Exercise prompt:
Within the listing below, please show every line carrying the string "AtomicUsize".

Record excerpts:

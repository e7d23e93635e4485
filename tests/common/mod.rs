#![allow(dead_code)]

pub mod volume {
    //! In-memory volume backing the original operations in tests.

    use anyhow::anyhow;
    use fsrouter::operation::{Invocation, OperationTable};
    use parking_lot::Mutex;
    use serde_json::{json, Value};
    use std::collections::BTreeMap;
    use std::sync::Arc;

    /// Files keyed by absolute path, plus a log of every original call.
    #[derive(Clone, Default)]
    pub struct MemVolume {
        files: Arc<Mutex<BTreeMap<String, String>>>,
        calls: Arc<Mutex<Vec<Invocation>>>,
    }

    impl MemVolume {
        pub fn from_files(files: &[(&str, &str)]) -> Self {
            let volume = Self::default();
            {
                let mut map = volume.files.lock();
                for (path, contents) in files {
                    map.insert((*path).to_string(), (*contents).to_string());
                }
            }
            volume
        }

        /// Original-operation invocations, in call order
        pub fn calls(&self) -> Vec<Invocation> {
            self.calls.lock().clone()
        }

        pub fn call_count(&self, operation: &str) -> usize {
            self.calls
                .lock()
                .iter()
                .filter(|inv| inv.operation.as_ref() == operation)
                .count()
        }

        fn record(&self, inv: &Invocation) {
            self.calls.lock().push(inv.clone());
        }

        fn stat(&self, inv: &Invocation) -> anyhow::Result<Value> {
            self.record(inv);
            let files = self.files.lock();
            match files.get(&inv.path) {
                Some(contents) => Ok(json!({ "path": inv.path, "size": contents.len(), "isFile": true })),
                None => Err(anyhow!("ENOENT: no such file or directory, stat '{}'", inv.path)),
            }
        }

        fn read_file(&self, inv: &Invocation) -> anyhow::Result<Value> {
            self.record(inv);
            self.files
                .lock()
                .get(&inv.path)
                .map(|contents| Value::String(contents.clone()))
                .ok_or_else(|| anyhow!("ENOENT: no such file or directory, open '{}'", inv.path))
        }

        fn exists(&self, inv: &Invocation) -> anyhow::Result<Value> {
            self.record(inv);
            Ok(Value::Bool(self.files.lock().contains_key(&inv.path)))
        }

        /// Operation table over this volume. Deferred operations complete
        /// their callback before returning.
        pub fn table(&self) -> OperationTable {
            let stat_sync = self.clone();
            let stat = self.clone();
            let read_sync = self.clone();
            let read = self.clone();
            let exists = self.clone();
            OperationTable::new()
                .blocking("statSync", move |inv| stat_sync.stat(inv))
                .deferred("stat", move |inv, done| done(stat.stat(&inv)))
                .blocking("readFileSync", move |inv| read_sync.read_file(inv))
                .deferred("readFile", move |inv, done| done(read.read_file(&inv)))
                .blocking("existsSync", move |inv| exists.exists(inv))
        }
    }
}

pub mod deferred {
    //! Awaiting deferred calls from tokio tests.

    use fsrouter::Operations;
    use serde_json::Value;
    use std::sync::atomic::{AtomicUsize, Ordering};
    use std::sync::Arc;
    use std::time::Duration;
    use tokio::sync::oneshot;

    /// Outcome of a deferred call and how many times its callback ran.
    pub struct Delivered {
        pub result: anyhow::Result<Value>,
        pub callbacks: Arc<AtomicUsize>,
    }

    impl Delivered {
        pub fn times_called(&self) -> usize {
            self.callbacks.load(Ordering::SeqCst)
        }
    }

    /// Call `operation` through the deferred facade and wait for its callback.
    pub async fn call(ops: &Operations, operation: &str, path: &str) -> Delivered {
        let callbacks = Arc::new(AtomicUsize::new(0));
        let counter = Arc::clone(&callbacks);
        let (tx, rx) = oneshot::channel();
        ops.call(operation, path, vec![], move |result| {
            counter.fetch_add(1, Ordering::SeqCst);
            let _ = tx.send(result);
        });
        let result = tokio::time::timeout(Duration::from_secs(5), rx)
            .await
            .expect("callback within timeout")
            .expect("callback invoked");
        Delivered { result, callbacks }
    }
}

pub mod trail {
    //! Records which middlewares ran, in order.

    use parking_lot::Mutex;
    use std::sync::Arc;

    #[derive(Clone, Default)]
    pub struct Trail(Arc<Mutex<Vec<&'static str>>>);

    impl Trail {
        pub fn hit(&self, name: &'static str) {
            self.0.lock().push(name);
        }

        pub fn entries(&self) -> Vec<&'static str> {
            self.0.lock().clone()
        }
    }
}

Solution for this exercise:
    use std::sync::atomic::{AtomicUsize, Ordering};
        pub callbacks: Arc<AtomicUsize>,
        let callbacks = Arc::new(AtomicUsize::new(0));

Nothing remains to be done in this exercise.